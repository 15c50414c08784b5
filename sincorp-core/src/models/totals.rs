use rust_decimal::Decimal;
use serde::{Deserialize, Serialize};

/// Running totals of a document's line items.
///
/// `total == subtotal + tax.unwrap_or(0)` always holds for values produced
/// by the ledger.
#[derive(Debug, Clone, Copy, PartialEq, Eq, Default, Serialize, Deserialize)]
pub struct Totals {
    pub subtotal: Decimal,
    pub tax: Option<Decimal>,
    pub total: Decimal,
}

impl Totals {
    pub fn zero() -> Self {
        Self::default()
    }
}
//! Arithmetic and formatting shared by the document editors.
//!
//! Everything in here is pure: no I/O, no retained state.

pub mod common;
pub mod ledger;
pub mod money;
pub mod words;

pub use ledger::{Ledger, LedgerError, TAX_RATE, line_amount, recompute};
pub use money::{
    ParseMoneyError, coerce_decimal, coerce_optional_decimal, format_money, parse_money,
};
pub use words::{WordsError, to_words};
mod document;
mod line_item;
mod totals;

pub use document::{
    ClientInfo, DocumentBody, DocumentKind, DocumentMeta, DocumentPayload, DocumentStatus,
    ReceiptDetails, StoredDocument,
};
pub use line_item::{ItemUpdate, LineItem, Pricing};
pub use totals::Totals;
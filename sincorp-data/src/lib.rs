pub mod loader;
pub mod logging;

pub use loader::{LineItemLoader, LineItemRecord, LoaderError};
pub mod factory;
pub mod repository;

pub use factory::SqliteRepositoryFactory;
pub use repository::SqliteRepository;
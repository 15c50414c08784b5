use std::io::Read;

use chrono::NaiveDate;
use serde::{Deserialize, Deserializer};
use sincorp_core::calculations::common::parse_date;
use sincorp_core::{
    DocumentEditorState, DocumentId, DocumentKind, DocumentRepository, EditorError, ItemUpdate,
};
use thiserror::Error;
use tracing::info;

/// Errors that can occur when importing line items.
#[derive(Debug, Error)]
pub enum LoaderError {
    #[error("CSV parse error: {0}")]
    CsvParse(String),

    #[error("{0:?} documents have no line items")]
    NotItemized(DocumentKind),

    #[error("no line items to import")]
    Empty,

    #[error("row {row}: invalid date '{value}' (expected dd/mm/yyyy or yyyy-mm-dd)")]
    InvalidDate { row: usize, value: String },

    #[error("row {row}: {source}")]
    Row {
        row: usize,
        #[source]
        source: EditorError,
    },

    #[error(transparent)]
    Editor(#[from] EditorError),
}

impl From<csv::Error> for LoaderError {
    fn from(err: csv::Error) -> Self {
        LoaderError::CsvParse(err.to_string())
    }
}

/// A single row from a line-item CSV file.
///
/// Amount cells are kept as the operator wrote them (`1.234,50`,
/// `$ 18.000`, `4.500,50`) and read the same way the editor reads typed
/// input. Blank cells are `None`.
///
/// - `date`: `dd/mm/yyyy` or `yyyy-mm-dd` (statements)
/// - `description`: free text
/// - `quantity`: quotes and delivery notes
/// - `unit_price`: quotes
/// - `amount`: statements
/// - `unit`: delivery notes
/// - `comments`: statements and delivery notes
#[derive(Debug, Clone, Default, Deserialize, PartialEq, Eq)]
pub struct LineItemRecord {
    #[serde(default, deserialize_with = "deserialize_optional_text")]
    pub date: Option<String>,
    pub description: String,
    #[serde(default, deserialize_with = "deserialize_optional_text")]
    pub quantity: Option<String>,
    #[serde(default, deserialize_with = "deserialize_optional_text")]
    pub unit_price: Option<String>,
    #[serde(default, deserialize_with = "deserialize_optional_text")]
    pub amount: Option<String>,
    #[serde(default, deserialize_with = "deserialize_optional_text")]
    pub unit: Option<String>,
    #[serde(default, deserialize_with = "deserialize_optional_text")]
    pub comments: Option<String>,
}

fn deserialize_optional_text<'de, D>(deserializer: D) -> Result<Option<String>, D::Error>
where
    D: Deserializer<'de>,
{
    let s: Option<String> = Option::deserialize(deserializer)?;
    Ok(s.map(|s| s.trim().to_string()).filter(|s| !s.is_empty()))
}

impl LineItemRecord {
    fn updates(
        &self,
        row: usize,
    ) -> Result<Vec<ItemUpdate>, LoaderError> {
        let mut updates = vec![ItemUpdate::Description(self.description.trim().to_string())];

        if let Some(value) = &self.date {
            let date = parse_date(value).ok_or_else(|| LoaderError::InvalidDate {
                row,
                value: value.clone(),
            })?;
            updates.push(ItemUpdate::Date(Some(date)));
        }
        if let Some(value) = &self.quantity {
            updates.push(ItemUpdate::Quantity(value.clone()));
        }
        if let Some(value) = &self.unit_price {
            updates.push(ItemUpdate::UnitPrice(value.clone()));
        }
        if let Some(value) = &self.amount {
            updates.push(ItemUpdate::Amount(value.clone()));
        }
        if let Some(value) = &self.unit {
            updates.push(ItemUpdate::Unit(value.clone()));
        }
        if let Some(value) = &self.comments {
            updates.push(ItemUpdate::Comments(value.clone()));
        }
        Ok(updates)
    }
}

/// Builds itemized documents from CSV files.
///
/// Every row goes through the same editor operations an operator would
/// use, so totals come out exactly as they would on screen.
pub struct LineItemLoader;

impl LineItemLoader {
    /// Parse line-item records from a CSV reader.
    pub fn parse<R: Read>(reader: R) -> Result<Vec<LineItemRecord>, LoaderError> {
        let mut csv_reader = csv::ReaderBuilder::new().trim(csv::Trim::Headers).from_reader(reader);
        let mut records = Vec::new();

        for result in csv_reader.deserialize() {
            let record: LineItemRecord = result?;
            records.push(record);
        }

        Ok(records)
    }

    /// Start a draft of `kind` dated `date` holding one line item per record.
    ///
    /// # Errors
    /// * [`LoaderError::NotItemized`] for receipts.
    /// * [`LoaderError::Empty`] when `records` is empty.
    /// * [`LoaderError::InvalidDate`] for an unreadable `date` cell.
    /// * [`LoaderError::Row`] when a filled cell has no meaning for `kind`
    ///   (e.g. a unit price on a statement).
    pub fn build(
        kind: DocumentKind,
        records: &[LineItemRecord],
        date: NaiveDate,
    ) -> Result<DocumentEditorState, LoaderError> {
        if kind.pricing().is_none() {
            return Err(LoaderError::NotItemized(kind));
        }
        if records.is_empty() {
            return Err(LoaderError::Empty);
        }

        let mut editor = DocumentEditorState::new(kind, date);
        for (index, record) in records.iter().enumerate() {
            // Header is line 1.
            let row = index + 2;
            let id = match index {
                0 => 1,
                _ => editor.on_add_item()?,
            };
            for update in record.updates(row)? {
                editor
                    .on_item_change(id, update)
                    .map_err(|source| LoaderError::Row { row, source })?;
            }
        }
        Ok(editor)
    }

    /// Build the draft and save it through `repo`.
    pub async fn import(
        repo: &dyn DocumentRepository,
        kind: DocumentKind,
        records: &[LineItemRecord],
        date: NaiveDate,
    ) -> Result<(DocumentId, DocumentEditorState), LoaderError> {
        let mut editor = Self::build(kind, records, date)?;
        let id = editor.save(repo).await?;
        info!(kind = ?kind, id, items = records.len(), "imported line items");
        Ok((id, editor))
    }
}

◆ **What is required**: Repeat the listing above in full, exactly as given.

◆ **Solution**:
repository 15c50414c08784b5
filename sincorp-core/src/models/totals.rs
use rust_decimal::Decimal;
use serde::{Deserialize, Serialize};

/// Running totals of a document's line items.
///
/// `total == subtotal + tax.unwrap_or(0)` always holds for values produced
/// by the ledger.
#[derive(Debug, Clone, Copy, PartialEq, Eq, Default, Serialize, Deserialize)]
pub struct Totals {
    pub subtotal: Decimal,
    pub tax: Option<Decimal>,
    pub total: Decimal,
}

impl Totals {
    pub fn zero() -> Self {
        Self::default()
    }
}
//! Arithmetic and formatting shared by the document editors.
//!
//! Everything in here is pure: no I/O, no retained state.

pub mod common;
pub mod ledger;
pub mod money;
pub mod words;

pub use ledger::{Ledger, LedgerError, TAX_RATE, line_amount, recompute};
pub use money::{
    ParseMoneyError, coerce_decimal, coerce_optional_decimal, format_money, parse_money,
};
pub use words::{WordsError, to_words};
mod document;
mod line_item;
mod totals;

pub use document::{
    ClientInfo, DocumentBody, DocumentKind, DocumentMeta, DocumentPayload, DocumentStatus,
    ReceiptDetails, StoredDocument,
};
pub use line_item::{ItemUpdate, LineItem, Pricing};
pub use totals::Totals;
filename sincorp-data/src/lib.rs
pub mod loader;
pub mod logging;

pub use loader::{LineItemLoader, LineItemRecord, LoaderError};
pub mod factory;
pub mod repository;

pub use factory::SqliteRepositoryFactory;
pub use repository::SqliteRepository;
repository 15c50414c08784b5
use std::io::Read;

use chrono::NaiveDate;
use serde::{Deserialize, Deserializer};
use sincorp_core::calculations::common::parse_date;
use sincorp_core::{
    DocumentEditorState, DocumentId, DocumentKind, DocumentRepository, EditorError, ItemUpdate,
};
use thiserror::Error;
use tracing::info;

/// Errors that can occur when importing line items.
#[derive(Debug, Error)]
pub enum LoaderError {
    #[error("CSV parse error: {0}")]
    CsvParse(String),

    #[error("{0:?} documents have no line items")]
    NotItemized(DocumentKind),

    #[error("no line items to import")]
    Empty,

    #[error("row {row}: invalid date '{value}' (expected dd/mm/yyyy or yyyy-mm-dd)")]
    InvalidDate { row: usize, value: String },

    #[error("row {row}: {source}")]
    Row {
        row: usize,
        #[source]
        source: EditorError,
    },

    #[error(transparent)]
    Editor(#[from] EditorError),
}

impl From<csv::Error> for LoaderError {
    fn from(err: csv::Error) -> Self {
        LoaderError::CsvParse(err.to_string())
    }
}

/// A single row from a line-item CSV file.
///
/// Amount cells are kept as the operator wrote them (`1.234,50`,
/// `$ 18.000`, `4.500,50`) and read the same way the editor reads typed
/// input. Blank cells are `None`.
///
/// - `date`: `dd/mm/yyyy` or `yyyy-mm-dd` (statements)
/// - `description`: free text
/// - `quantity`: quotes and delivery notes
/// - `unit_price`: quotes
/// - `amount`: statements
/// - `unit`: delivery notes
/// - `comments`: statements and delivery notes
#[derive(Debug, Clone, Default, Deserialize, PartialEq, Eq)]
pub struct LineItemRecord {
    #[serde(default, deserialize_with = "deserialize_optional_text")]
    pub date: Option<String>,
    pub description: String,
    #[serde(default, deserialize_with = "deserialize_optional_text")]
    pub quantity: Option<String>,
    #[serde(default, deserialize_with = "deserialize_optional_text")]
    pub unit_price: Option<String>,
    #[serde(default, deserialize_with = "deserialize_optional_text")]
    pub amount: Option<String>,
    #[serde(default, deserialize_with = "deserialize_optional_text")]
    pub unit: Option<String>,
    #[serde(default, deserialize_with = "deserialize_optional_text")]
    pub comments: Option<String>,
}

fn deserialize_optional_text<'de, D>(deserializer: D) -> Result<Option<String>, D::Error>
where
    D: Deserializer<'de>,
{
    let s: Option<String> = Option::deserialize(deserializer)?;
    Ok(s.map(|s| s.trim().to_string()).filter(|s| !s.is_empty()))
}

impl LineItemRecord {
    fn updates(
        &self,
        row: usize,
    ) -> Result<Vec<ItemUpdate>, LoaderError> {
        let mut updates = vec![ItemUpdate::Description(self.description.trim().to_string())];

        if let Some(value) = &self.date {
            let date = parse_date(value).ok_or_else(|| LoaderError::InvalidDate {
                row,
                value: value.clone(),
            })?;
            updates.push(ItemUpdate::Date(Some(date)));
        }
        if let Some(value) = &self.quantity {
            updates.push(ItemUpdate::Quantity(value.clone()));
        }
        if let Some(value) = &self.unit_price {
            updates.push(ItemUpdate::UnitPrice(value.clone()));
        }
        if let Some(value) = &self.amount {
            updates.push(ItemUpdate::Amount(value.clone()));
        }
        if let Some(value) = &self.unit {
            updates.push(ItemUpdate::Unit(value.clone()));
        }
        if let Some(value) = &self.comments {
            updates.push(ItemUpdate::Comments(value.clone()));
        }
        Ok(updates)
    }
}

/// Builds itemized documents from CSV files.
///
/// Every row goes through the same editor operations an operator would
/// use, so totals come out exactly as they would on screen.
pub struct LineItemLoader;

impl LineItemLoader {
    /// Parse line-item records from a CSV reader.
    pub fn parse<R: Read>(reader: R) -> Result<Vec<LineItemRecord>, LoaderError> {
        let mut csv_reader = csv::ReaderBuilder::new().trim(csv::Trim::Headers).from_reader(reader);
        let mut records = Vec::new();

        for result in csv_reader.deserialize() {
            let record: LineItemRecord = result?;
            records.push(record);
        }

        Ok(records)
    }

    /// Start a draft of `kind` dated `date` holding one line item per record.
    ///
    /// # Errors
    /// * [`LoaderError::NotItemized`] for receipts.
    /// * [`LoaderError::Empty`] when `records` is empty.
    /// * [`LoaderError::InvalidDate`] for an unreadable `date` cell.
    /// * [`LoaderError::Row`] when a filled cell has no meaning for `kind`
    ///   (e.g. a unit price on a statement).
    pub fn build(
        kind: DocumentKind,
        records: &[LineItemRecord],
        date: NaiveDate,
    ) -> Result<DocumentEditorState, LoaderError> {
        if kind.pricing().is_none() {
            return Err(LoaderError::NotItemized(kind));
        }
        if records.is_empty() {
            return Err(LoaderError::Empty);
        }

        let mut editor = DocumentEditorState::new(kind, date);
        for (index, record) in records.iter().enumerate() {
            // Header is line 1.
            let row = index + 2;
            let id = match index {
                0 => 1,
                _ => editor.on_add_item()?,
            };
            for update in record.updates(row)? {
                editor
                    .on_item_change(id, update)
                    .map_err(|source| LoaderError::Row { row, source })?;
            }
        }
        Ok(editor)
    }

    /// Build the draft and save it through `repo`.
    pub async fn import(
        repo: &dyn DocumentRepository,
        kind: DocumentKind,
        records: &[LineItemRecord],
        date: NaiveDate,
    ) -> Result<(DocumentId, DocumentEditorState), LoaderError> {
        let mut editor = Self::build(kind, records, date)?;
        let id = editor.save(repo).await?;
        info!(kind = ?kind, id, items = records.len(), "imported line items");
        Ok((id, editor))
    }
}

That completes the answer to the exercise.